> INPUT MATERIAL

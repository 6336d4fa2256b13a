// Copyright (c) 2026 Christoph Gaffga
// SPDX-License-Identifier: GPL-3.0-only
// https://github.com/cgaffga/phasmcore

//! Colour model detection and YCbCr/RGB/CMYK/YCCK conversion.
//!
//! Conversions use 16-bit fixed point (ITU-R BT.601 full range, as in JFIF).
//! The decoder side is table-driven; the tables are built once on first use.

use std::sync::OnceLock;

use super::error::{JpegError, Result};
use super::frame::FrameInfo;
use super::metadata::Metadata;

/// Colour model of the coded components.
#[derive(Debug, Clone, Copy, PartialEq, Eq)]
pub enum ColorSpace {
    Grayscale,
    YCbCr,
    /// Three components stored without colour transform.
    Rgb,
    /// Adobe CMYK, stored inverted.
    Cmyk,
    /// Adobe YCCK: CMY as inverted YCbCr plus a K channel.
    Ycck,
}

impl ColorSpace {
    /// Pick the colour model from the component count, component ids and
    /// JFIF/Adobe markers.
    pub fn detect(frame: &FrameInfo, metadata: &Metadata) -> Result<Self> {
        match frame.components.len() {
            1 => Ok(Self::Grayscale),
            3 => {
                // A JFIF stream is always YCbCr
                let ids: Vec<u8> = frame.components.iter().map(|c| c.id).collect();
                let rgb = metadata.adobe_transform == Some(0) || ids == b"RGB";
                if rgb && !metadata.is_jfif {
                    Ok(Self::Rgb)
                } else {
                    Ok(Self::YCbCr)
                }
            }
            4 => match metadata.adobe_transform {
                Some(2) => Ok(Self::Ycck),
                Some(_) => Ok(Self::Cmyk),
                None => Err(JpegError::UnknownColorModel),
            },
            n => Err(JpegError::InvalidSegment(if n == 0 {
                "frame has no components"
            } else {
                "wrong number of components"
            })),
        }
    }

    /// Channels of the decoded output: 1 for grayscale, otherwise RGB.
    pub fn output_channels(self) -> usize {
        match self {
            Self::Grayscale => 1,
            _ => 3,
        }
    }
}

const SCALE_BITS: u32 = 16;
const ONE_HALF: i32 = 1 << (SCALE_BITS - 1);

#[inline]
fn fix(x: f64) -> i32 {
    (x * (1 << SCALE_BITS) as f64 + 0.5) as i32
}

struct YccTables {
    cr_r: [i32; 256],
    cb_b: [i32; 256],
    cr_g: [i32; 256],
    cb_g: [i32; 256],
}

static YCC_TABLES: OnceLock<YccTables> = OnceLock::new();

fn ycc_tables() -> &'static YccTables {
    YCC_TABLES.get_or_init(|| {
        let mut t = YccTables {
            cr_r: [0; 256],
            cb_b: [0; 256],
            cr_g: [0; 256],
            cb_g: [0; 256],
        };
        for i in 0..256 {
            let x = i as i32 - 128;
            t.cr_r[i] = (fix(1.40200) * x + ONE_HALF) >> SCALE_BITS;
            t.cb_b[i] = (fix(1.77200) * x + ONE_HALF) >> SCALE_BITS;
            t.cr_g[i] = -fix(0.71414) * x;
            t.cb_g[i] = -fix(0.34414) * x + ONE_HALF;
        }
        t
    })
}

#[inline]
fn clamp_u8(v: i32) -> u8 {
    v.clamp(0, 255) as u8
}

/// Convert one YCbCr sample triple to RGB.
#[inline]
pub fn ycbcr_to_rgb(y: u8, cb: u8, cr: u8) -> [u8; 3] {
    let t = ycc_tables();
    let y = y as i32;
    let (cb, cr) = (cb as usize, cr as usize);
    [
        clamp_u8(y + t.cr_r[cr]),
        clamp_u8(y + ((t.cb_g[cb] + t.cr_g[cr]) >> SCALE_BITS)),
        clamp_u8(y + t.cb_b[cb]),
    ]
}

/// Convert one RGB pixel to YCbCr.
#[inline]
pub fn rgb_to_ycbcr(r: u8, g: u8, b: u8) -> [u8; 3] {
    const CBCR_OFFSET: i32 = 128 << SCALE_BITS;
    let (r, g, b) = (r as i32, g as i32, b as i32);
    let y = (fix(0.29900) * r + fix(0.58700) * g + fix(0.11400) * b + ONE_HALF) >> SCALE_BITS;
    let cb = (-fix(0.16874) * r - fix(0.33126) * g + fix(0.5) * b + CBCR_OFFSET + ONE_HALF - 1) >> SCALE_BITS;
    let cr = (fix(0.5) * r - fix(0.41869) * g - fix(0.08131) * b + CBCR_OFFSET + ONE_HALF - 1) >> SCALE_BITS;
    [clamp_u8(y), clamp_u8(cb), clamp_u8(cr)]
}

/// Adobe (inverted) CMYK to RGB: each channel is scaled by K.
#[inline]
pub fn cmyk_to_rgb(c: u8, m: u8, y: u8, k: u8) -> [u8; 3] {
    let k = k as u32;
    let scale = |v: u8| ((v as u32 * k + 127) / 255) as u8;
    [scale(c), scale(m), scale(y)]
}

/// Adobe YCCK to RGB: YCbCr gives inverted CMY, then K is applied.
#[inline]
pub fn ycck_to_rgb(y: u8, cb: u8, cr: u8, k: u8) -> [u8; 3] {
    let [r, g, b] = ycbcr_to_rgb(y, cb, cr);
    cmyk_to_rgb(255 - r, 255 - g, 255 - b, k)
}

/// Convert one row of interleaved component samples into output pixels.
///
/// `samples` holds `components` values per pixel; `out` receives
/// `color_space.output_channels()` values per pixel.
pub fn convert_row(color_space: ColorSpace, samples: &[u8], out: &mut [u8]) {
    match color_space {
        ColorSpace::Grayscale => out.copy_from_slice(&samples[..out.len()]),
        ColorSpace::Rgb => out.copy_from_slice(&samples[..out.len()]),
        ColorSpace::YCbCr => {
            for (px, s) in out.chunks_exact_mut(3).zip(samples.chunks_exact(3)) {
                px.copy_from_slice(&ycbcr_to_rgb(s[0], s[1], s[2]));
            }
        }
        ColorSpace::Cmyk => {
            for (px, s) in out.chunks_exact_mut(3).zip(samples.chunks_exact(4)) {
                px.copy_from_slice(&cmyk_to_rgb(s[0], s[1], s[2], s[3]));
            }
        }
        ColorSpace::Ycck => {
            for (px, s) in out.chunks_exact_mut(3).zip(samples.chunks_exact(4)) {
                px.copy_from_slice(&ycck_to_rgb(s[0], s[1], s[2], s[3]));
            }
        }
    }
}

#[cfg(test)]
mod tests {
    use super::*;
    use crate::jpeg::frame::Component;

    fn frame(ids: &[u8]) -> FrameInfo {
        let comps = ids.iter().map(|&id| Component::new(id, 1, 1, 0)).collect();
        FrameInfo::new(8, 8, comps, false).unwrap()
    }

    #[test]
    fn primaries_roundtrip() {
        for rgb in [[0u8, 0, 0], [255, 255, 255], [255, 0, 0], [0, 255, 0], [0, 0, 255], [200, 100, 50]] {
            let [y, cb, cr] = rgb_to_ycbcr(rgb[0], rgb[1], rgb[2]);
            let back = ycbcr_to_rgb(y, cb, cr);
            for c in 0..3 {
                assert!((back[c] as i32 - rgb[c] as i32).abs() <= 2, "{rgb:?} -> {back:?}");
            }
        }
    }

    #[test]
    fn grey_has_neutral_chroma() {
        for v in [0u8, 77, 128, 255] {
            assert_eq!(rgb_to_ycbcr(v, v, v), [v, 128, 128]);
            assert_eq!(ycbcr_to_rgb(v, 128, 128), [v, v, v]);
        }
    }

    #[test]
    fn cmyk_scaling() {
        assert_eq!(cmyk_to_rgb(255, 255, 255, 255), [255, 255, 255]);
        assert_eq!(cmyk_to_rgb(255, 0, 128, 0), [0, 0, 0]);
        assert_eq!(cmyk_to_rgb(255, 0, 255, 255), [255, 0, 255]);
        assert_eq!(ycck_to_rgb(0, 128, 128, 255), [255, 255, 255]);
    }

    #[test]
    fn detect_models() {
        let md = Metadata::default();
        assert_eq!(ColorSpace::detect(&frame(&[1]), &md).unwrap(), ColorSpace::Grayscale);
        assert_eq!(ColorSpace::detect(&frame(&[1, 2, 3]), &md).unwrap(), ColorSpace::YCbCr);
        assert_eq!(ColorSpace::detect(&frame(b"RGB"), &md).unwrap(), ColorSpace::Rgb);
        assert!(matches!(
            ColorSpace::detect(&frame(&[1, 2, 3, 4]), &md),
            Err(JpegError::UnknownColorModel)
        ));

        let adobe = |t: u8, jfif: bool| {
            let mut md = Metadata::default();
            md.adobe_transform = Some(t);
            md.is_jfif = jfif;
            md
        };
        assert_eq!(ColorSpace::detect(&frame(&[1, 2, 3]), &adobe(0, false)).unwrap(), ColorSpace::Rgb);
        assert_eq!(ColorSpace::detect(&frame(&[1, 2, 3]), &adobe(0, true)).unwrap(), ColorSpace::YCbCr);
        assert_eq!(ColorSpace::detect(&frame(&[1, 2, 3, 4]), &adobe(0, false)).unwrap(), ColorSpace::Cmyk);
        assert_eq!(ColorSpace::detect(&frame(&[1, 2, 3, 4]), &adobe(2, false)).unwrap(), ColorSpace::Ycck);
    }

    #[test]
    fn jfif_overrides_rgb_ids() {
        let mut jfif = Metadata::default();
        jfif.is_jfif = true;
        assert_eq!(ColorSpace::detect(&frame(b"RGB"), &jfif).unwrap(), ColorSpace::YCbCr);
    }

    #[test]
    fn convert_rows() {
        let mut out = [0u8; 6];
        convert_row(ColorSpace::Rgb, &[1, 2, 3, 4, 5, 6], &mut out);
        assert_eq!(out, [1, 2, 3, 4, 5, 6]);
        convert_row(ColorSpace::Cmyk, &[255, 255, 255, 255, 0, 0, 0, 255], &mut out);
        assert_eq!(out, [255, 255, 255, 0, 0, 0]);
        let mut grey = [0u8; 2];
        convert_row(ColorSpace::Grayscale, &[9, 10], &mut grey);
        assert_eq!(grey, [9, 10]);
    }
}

* * *

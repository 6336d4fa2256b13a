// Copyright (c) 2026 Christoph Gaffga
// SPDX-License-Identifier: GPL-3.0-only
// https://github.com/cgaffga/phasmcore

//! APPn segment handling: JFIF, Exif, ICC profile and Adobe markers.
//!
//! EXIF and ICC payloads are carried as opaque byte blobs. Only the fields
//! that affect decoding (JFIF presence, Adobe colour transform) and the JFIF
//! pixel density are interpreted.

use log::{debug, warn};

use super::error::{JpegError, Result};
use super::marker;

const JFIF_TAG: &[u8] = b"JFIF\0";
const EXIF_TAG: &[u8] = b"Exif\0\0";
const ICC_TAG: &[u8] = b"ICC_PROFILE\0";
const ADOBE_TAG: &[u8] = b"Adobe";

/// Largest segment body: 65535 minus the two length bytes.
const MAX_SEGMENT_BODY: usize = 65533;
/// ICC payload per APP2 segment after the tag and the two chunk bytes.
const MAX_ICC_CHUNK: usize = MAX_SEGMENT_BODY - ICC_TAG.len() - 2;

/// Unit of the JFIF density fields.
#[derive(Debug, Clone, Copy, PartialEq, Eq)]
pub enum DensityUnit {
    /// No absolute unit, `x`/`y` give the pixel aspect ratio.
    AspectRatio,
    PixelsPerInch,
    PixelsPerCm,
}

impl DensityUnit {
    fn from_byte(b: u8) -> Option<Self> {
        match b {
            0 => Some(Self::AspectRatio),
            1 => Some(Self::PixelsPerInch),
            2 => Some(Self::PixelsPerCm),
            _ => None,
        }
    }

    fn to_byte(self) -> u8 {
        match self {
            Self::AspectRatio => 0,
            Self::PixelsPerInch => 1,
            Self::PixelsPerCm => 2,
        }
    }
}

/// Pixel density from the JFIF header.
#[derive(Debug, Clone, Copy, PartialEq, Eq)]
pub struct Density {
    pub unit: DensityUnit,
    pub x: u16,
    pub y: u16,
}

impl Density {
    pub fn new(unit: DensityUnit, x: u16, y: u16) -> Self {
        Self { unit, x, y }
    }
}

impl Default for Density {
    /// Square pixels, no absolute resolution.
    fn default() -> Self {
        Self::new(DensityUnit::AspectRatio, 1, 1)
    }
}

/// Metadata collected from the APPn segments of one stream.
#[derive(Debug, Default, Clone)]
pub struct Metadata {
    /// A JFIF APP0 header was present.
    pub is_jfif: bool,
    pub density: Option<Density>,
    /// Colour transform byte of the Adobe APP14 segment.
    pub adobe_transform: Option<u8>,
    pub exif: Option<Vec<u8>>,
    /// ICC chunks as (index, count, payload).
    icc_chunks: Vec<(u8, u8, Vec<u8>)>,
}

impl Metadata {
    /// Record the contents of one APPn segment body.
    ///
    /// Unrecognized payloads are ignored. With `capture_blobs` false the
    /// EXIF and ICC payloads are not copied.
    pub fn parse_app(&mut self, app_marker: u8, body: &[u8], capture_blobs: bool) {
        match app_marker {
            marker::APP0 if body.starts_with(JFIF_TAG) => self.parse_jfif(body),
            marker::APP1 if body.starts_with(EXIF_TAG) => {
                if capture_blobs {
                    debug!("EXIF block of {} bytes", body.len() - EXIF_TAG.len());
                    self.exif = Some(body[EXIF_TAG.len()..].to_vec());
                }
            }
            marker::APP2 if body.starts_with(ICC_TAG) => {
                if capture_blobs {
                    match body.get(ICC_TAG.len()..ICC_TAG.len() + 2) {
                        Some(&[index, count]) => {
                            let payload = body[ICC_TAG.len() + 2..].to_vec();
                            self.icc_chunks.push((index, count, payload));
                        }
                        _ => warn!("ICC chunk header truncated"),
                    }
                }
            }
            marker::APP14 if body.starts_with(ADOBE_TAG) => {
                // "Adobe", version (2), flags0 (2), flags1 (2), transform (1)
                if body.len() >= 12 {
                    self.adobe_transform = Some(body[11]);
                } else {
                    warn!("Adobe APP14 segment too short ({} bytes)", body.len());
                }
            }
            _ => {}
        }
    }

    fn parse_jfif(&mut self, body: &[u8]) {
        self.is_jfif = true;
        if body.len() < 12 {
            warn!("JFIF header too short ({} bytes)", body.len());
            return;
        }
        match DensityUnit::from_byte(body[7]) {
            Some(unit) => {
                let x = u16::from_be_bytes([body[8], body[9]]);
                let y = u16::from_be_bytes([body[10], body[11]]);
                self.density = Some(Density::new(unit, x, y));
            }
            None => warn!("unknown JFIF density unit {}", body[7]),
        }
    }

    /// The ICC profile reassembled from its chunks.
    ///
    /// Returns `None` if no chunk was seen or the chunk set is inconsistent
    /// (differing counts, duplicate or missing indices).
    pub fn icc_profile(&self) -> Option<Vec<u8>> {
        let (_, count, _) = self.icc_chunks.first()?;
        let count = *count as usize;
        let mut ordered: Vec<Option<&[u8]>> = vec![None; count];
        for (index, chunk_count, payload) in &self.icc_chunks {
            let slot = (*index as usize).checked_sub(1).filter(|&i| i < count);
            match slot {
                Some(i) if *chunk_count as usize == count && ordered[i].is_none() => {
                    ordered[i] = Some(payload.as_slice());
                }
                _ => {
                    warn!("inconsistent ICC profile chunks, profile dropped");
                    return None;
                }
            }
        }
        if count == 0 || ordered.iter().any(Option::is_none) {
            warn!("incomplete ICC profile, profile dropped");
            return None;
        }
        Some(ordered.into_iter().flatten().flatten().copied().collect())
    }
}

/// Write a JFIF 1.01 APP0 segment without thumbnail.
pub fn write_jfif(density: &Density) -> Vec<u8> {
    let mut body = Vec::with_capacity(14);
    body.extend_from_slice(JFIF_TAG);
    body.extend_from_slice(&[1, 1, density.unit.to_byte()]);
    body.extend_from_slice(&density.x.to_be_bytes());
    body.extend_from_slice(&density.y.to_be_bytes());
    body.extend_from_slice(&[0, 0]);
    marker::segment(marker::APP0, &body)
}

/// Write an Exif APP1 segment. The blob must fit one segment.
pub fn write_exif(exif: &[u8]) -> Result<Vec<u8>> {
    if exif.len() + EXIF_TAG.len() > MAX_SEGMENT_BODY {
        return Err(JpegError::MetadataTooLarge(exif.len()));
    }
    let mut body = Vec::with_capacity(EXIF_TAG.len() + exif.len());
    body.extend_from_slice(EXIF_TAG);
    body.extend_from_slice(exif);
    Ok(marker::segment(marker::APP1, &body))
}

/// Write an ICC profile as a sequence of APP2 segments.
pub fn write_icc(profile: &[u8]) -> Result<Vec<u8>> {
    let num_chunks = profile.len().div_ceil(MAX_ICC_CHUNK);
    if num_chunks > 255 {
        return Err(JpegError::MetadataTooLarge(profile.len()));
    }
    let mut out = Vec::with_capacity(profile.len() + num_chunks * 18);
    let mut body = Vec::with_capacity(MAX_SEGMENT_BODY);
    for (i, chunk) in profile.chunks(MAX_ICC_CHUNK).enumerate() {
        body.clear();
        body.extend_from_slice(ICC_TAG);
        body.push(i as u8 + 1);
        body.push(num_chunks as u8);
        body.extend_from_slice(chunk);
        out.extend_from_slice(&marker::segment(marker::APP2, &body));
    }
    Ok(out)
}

> TASK BRIEF
In the listing above, the lines from the one containing "const ADOBE_TAG: &[u8]" through the one containing "Unrecognized payloads are" must be set down exactly, with no other lines.

> RESPONSE TO THE EXERCISE
const ADOBE_TAG: &[u8] = b"Adobe";

/// Largest segment body: 65535 minus the two length bytes.
const MAX_SEGMENT_BODY: usize = 65533;
/// ICC payload per APP2 segment after the tag and the two chunk bytes.
const MAX_ICC_CHUNK: usize = MAX_SEGMENT_BODY - ICC_TAG.len() - 2;

/// Unit of the JFIF density fields.
#[derive(Debug, Clone, Copy, PartialEq, Eq)]
pub enum DensityUnit {
    /// No absolute unit, `x`/`y` give the pixel aspect ratio.
    AspectRatio,
    PixelsPerInch,
    PixelsPerCm,
}

impl DensityUnit {
    fn from_byte(b: u8) -> Option<Self> {
        match b {
            0 => Some(Self::AspectRatio),
            1 => Some(Self::PixelsPerInch),
            2 => Some(Self::PixelsPerCm),
            _ => None,
        }
    }

    fn to_byte(self) -> u8 {
        match self {
            Self::AspectRatio => 0,
            Self::PixelsPerInch => 1,
            Self::PixelsPerCm => 2,
        }
    }
}

/// Pixel density from the JFIF header.
#[derive(Debug, Clone, Copy, PartialEq, Eq)]
pub struct Density {
    pub unit: DensityUnit,
    pub x: u16,
    pub y: u16,
}

impl Density {
    pub fn new(unit: DensityUnit, x: u16, y: u16) -> Self {
        Self { unit, x, y }
    }
}

impl Default for Density {
    /// Square pixels, no absolute resolution.
    fn default() -> Self {
        Self::new(DensityUnit::AspectRatio, 1, 1)
    }
}

/// Metadata collected from the APPn segments of one stream.
#[derive(Debug, Default, Clone)]
pub struct Metadata {
    /// A JFIF APP0 header was present.
    pub is_jfif: bool,
    pub density: Option<Density>,
    /// Colour transform byte of the Adobe APP14 segment.
    pub adobe_transform: Option<u8>,
    pub exif: Option<Vec<u8>>,
    /// ICC chunks as (index, count, payload).
    icc_chunks: Vec<(u8, u8, Vec<u8>)>,
}

impl Metadata {
    /// Record the contents of one APPn segment body.
    ///
    /// Unrecognized payloads are ignored. With `capture_blobs` false the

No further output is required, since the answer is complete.